I come from a large family and have a large family. It’s hard, but definitely worth it.
More objectively, research seems to indicate happiness tends to be less vs childless during the first hard years, but it slowly evens out and pale with kids are generally much happier later in life.
I have a few opinions here. Unhappiness spreads faster than happiness. You don’t hear about all the happy families down the road, but you will hear about the dysfunctional one. Your friends don’t talk much about the good feelings snuggling up with their toddler, but will tell you about the massive meltdown that their toddler had a few weeks ago.
If you aren’t dysfunctional, set a consistent example, and are consistent with your kids boundaries, you don’t have to be unhappy with your kids. Along those lines, put your screens down and go do something with your kids (don’t just passively watch between doomscrolling) and you’ll find there’s a lot of enjoyment to be found for you too.
This a legit question before having kids, I don’t mean to belittle it, but after having kids, for me, it’s like asking if I wished the people I loved most never existed. The question no longer makes sense.
> human kids are exotic pets for the wealthy or crazy
I'm having a hard time parsing that statement.
Are you suggesting that only the wealthy can realistically afford to have children today, or that parents increasingly treat their children like status symbols or pets?
Both interpretations strike me as pretty dystopian.
> Are you suggesting that only the wealthy can realistically afford to have children today, or that parents increasingly treat their children like status symbols or pets?
A little of both. Kids are a luxury good in the current macro.
The cost to raise a child from 0-18 in the US in 2023 dollars is ~$330k (Brookings, USDA). This does not include daycare (~$1k/month if you can find a slot) nor college. No sick leave nor paternal leave mandate, no job security, and so on. 2.5M children experience homelessness each year in the US. 14M are food insecure.
Look at wage data, correlate against housing and other non discretionary expenses, back out to affordability.

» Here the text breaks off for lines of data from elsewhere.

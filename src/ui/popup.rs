use crate::{core::geo::LatLng, data::earthquake::EarthquakeFeature};
use serde::Serialize;

/// One labelled line of popup content
#[derive(Debug, Clone, PartialEq, Serialize)]
pub struct PopupField {
    pub label: String,
    pub value: String,
}

/// Informational popup bound to a marker, shown on click
#[derive(Debug, Clone, PartialEq, Serialize)]
pub struct Popup {
    pub id: String,
    pub position: LatLng,
    pub fields: Vec<PopupField>,
}

impl Popup {
    pub fn new(id: String, position: LatLng, fields: Vec<PopupField>) -> Self {
        Self {
            id,
            position,
            fields,
        }
    }

    /// Magnitude, place and depth, printed as the feed reported them
    pub fn for_earthquake(id: String, quake: &EarthquakeFeature) -> Self {
        let field = |label: &str, value: String| PopupField {
            label: label.to_string(),
            value,
        };
        Self::new(
            id,
            quake.position,
            vec![
                field("Magnitude", quake.magnitude.to_string()),
                field("Location", quake.place.clone()),
                field("Depth", format!("{} km", quake.depth)),
            ],
        )
    }

    /// Plain text, one `Label: value` line per field
    pub fn text(&self) -> String {
        self.fields
            .iter()
            .map(|f| format!("{}: {}", f.label, f.value))
            .collect::<Vec<_>>()
            .join("\n")
    }

    /// HTML body with bold labels; values are escaped
    pub fn html(&self) -> String {
        self.fields
            .iter()
            .map(|f| format!("<strong>{}:</strong> {}", f.label, escape_html(&f.value)))
            .collect::<Vec<_>>()
            .join("<br>")
    }
}

pub(crate) fn escape_html(text: &str) -> String {
    let mut escaped = String::with_capacity(text.len());
    for c in text.chars() {
        match c {
            '&' => escaped.push_str("&amp;"),
            '<' => escaped.push_str("&lt;"),
            '>' => escaped.push_str("&gt;"),
            '"' => escaped.push_str("&quot;"),
            '\'' => escaped.push_str("&#39;"),
            _ => escaped.push(c),
        }
    }
    escaped
}

#[cfg(test)]
mod tests {
    use super::*;

    fn quake(place: &str) -> EarthquakeFeature {
        EarthquakeFeature {
            id: None,
            magnitude: 4.6,
            depth: 35.0,
            place: place.to_string(),
            position: LatLng::new(-20.5, -178.4),
            time: None,
        }
    }

    #[test]
    fn test_earthquake_popup_text() {
        let popup = Popup::for_earthquake("p".to_string(), &quake("Fiji region"));
        assert_eq!(
            popup.text(),
            "Magnitude: 4.6\nLocation: Fiji region\nDepth: 35 km"
        );
    }

    #[test]
    fn test_earthquake_popup_html() {
        let popup = Popup::for_earthquake("p".to_string(), &quake("Fiji region"));
        assert_eq!(
            popup.html(),
            "<strong>Magnitude:</strong> 4.6<br><strong>Location:</strong> Fiji region<br><strong>Depth:</strong> 35 km"
        );
    }

    #[test]
    fn test_html_escapes_feed_text() {
        let popup = Popup::for_earthquake("p".to_string(), &quake("<b>M&M</b>"));
        assert!(popup.html().contains("&lt;b&gt;M&amp;M&lt;/b&gt;"));
        assert!(popup.text().contains("<b>M&M</b>"));
    }
}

> Both interpretations strike me as pretty dystopian.
Welcome to the shit show. “To know is to suffer.” —- Nietzsche
I’m unsure I agree with this. South Korea, Japan, China, etc. This is clear from the total fertility rate, how it presents is just a different shade in each country. Outside of the Nordics and parts of Europe, I don’t think anywhere else puts an effort into making being a parent not suck. And even places putting material resources into family and parent support, it doesn’t move the needle.
ok, i don't know about south korea and what's going on there with the extremely low fertility rate. but china has way more support for children than the US. china's low fertility rate is not because of social or economical factors like elsewhere but because of the one-child policy which has been abolished a few years ago.
I don’t think anywhere else puts an effort into making being a parent not suck
i don't believe that is true. not even in developing countries. the reason we can't see that is that developing countries suffer from other problems. but those problems don't motivate people there to not have children. on the contrary.
And even places putting material resources into family and parent support, it doesn’t move the needle
because material considerations are not a big factor. you were arguing that having children is expensive, and that children are only to be afforded by the wealthy, and treated as a status symbol.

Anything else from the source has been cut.